So I know I won’t be the first, or indeed the last person to blog about this today. Today being the 25th of September, the day that gave us ‘Shicklegate”

For those of you that haven’t been on Twitter the last couple of hours here is a link to the resignation letter of a former London MEC employee that has become an internet phenomenon in less than a few hours. The letter openly lambasted the former employee, Kieran Allen’s, boss for his alleged general mistreatment whilst at the company and gives a rather scathing account of Greg Shickle’s alleged misconduct.

I’m not going to comment on the allegations here, or offer up my opinion on whether I think Kieran has or hasn’t made the right decision going public about his allegations. I think it is important to note that all allegations are just that and none of the facts have been verfied. You can read a statement from the company on The Drum which is their initial response.

What I am going to say however is that if there was ever a case study for how quickly this kind of thing can spread on social media then this is it! The letter has trended on nationally on Twitter, there is a spoof Twitter account for Greg Shickle @shicklegreg , it has made the front page of The Sun Online and has been covered by Loaded Magazine. The internet has generally gone mad!

My favourite thing to happen in the furor however has to be this Downfall parody video, created just now to sum up the drama …. Enjoy! :)
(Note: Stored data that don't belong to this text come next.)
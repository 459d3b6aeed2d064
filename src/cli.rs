use clap::{Parser, Subcommand};
use std::path::PathBuf;

#[derive(Parser)]
#[command(name = "tool-recognition")]
#[command(about = "工具セット認識サービスのクライアント", long_about = None)]
pub struct Cli {
    #[command(subcommand)]
    pub command: Commands,

    /// 詳細ログを出力
    #[arg(short, long, global = true)]
    pub verbose: bool,
}

#[derive(Subcommand)]
pub enum Commands {
    /// 画像1枚を解析
    Analyze {
        /// 画像ファイル (jpg/png)
        #[arg(required = true)]
        image: PathBuf,

        #[command(flatten)]
        thresholds: ThresholdArgs,

        #[command(flatten)]
        save: SaveArgs,
    },

    /// ZIPにまとめた画像を一括解析
    Batch {
        /// ZIPファイル
        #[arg(required = true)]
        archive: PathBuf,

        #[command(flatten)]
        thresholds: ThresholdArgs,

        #[command(flatten)]
        save: SaveArgs,
    },

    /// 保存済みの結果を一覧表示（新しい順）
    List,

    /// 保存済みの結果を表示
    Show {
        /// 保存ID
        id: i64,
    },

    /// 保存済みの結果を削除（画像ファイルも削除）
    Delete {
        /// 保存ID
        id: i64,

        /// 確認せずに削除
        #[arg(short, long)]
        yes: bool,
    },

    /// 設定を表示/編集
    Config {
        /// 検出APIのURLを設定
        #[arg(long)]
        set_api_url: Option<String>,

        /// 注釈付き画像のURLを設定
        #[arg(long)]
        set_images_url: Option<String>,

        /// 設定を表示
        #[arg(long)]
        show: bool,
    },
}

/// 検出しきい値（省略時は設定値）
#[derive(clap::Args, Debug, Clone, Default)]
pub struct ThresholdArgs {
    /// 信頼度しきい値 (0.0-1.0)
    #[arg(short, long)]
    pub confidence: Option<f32>,

    /// IoUしきい値 (0.0-1.0)
    #[arg(short, long)]
    pub iou: Option<f32>,
}

/// 解析後の保存オプション
#[derive(clap::Args, Debug, Clone, Default)]
pub struct SaveArgs {
    /// この名前で結果を保存
    #[arg(long)]
    pub save: Option<String>,

    /// 保存時の説明
    #[arg(short, long, requires = "save")]
    pub description: Option<String>,
}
18 thoughts on “Shicklegate

  1. Business don’t need to be transparent, they are transparent. Every employee has the ability to influence reputation just as much as centralised communications departments do nowadays. It’s a complex environment that’s easy to embrace with relatively simple yet hard to maintain concepts, honesty and integrity, in EVERYTHING you do. No matter whether it’s poor management or faking ads a la Nokia, if your intentions aren’t pure, you’re putting yourself in a risky situation.

    • Hi Andrew

      Yeah I agree with you here. I’ve run quite a few corporate social media training courses on how important employees are to managing a company’s PR/Communications and it’s become ever more apparent that the social space has serious power to effect company reputation.

      More than anything this happening today has highlighted how bad things can get and also how quick this kind of thing can spread – I hasten to add NONE of the contents in the letter have been fact checked or verified. Potentially this leaves both individuals in a very damaging position and also the company.

      I’m sure you are as interested as me to see how this pans out and thanks for taking the time to comment :)


      • Hello,

        We knew someone who knew someone who could confirm this for us from within MEC, and apparently (still a massive apparently!) it’s true. In a way, I do feel sorry for Shickle. I’m sure there’s less competent managers out there but to have his wrong-doings so publicly ousted must damage his chance of a fair and proper tribunal. Plus, there’s always the chance the employee was bitter and let their emotions get the better of them when they wrote this.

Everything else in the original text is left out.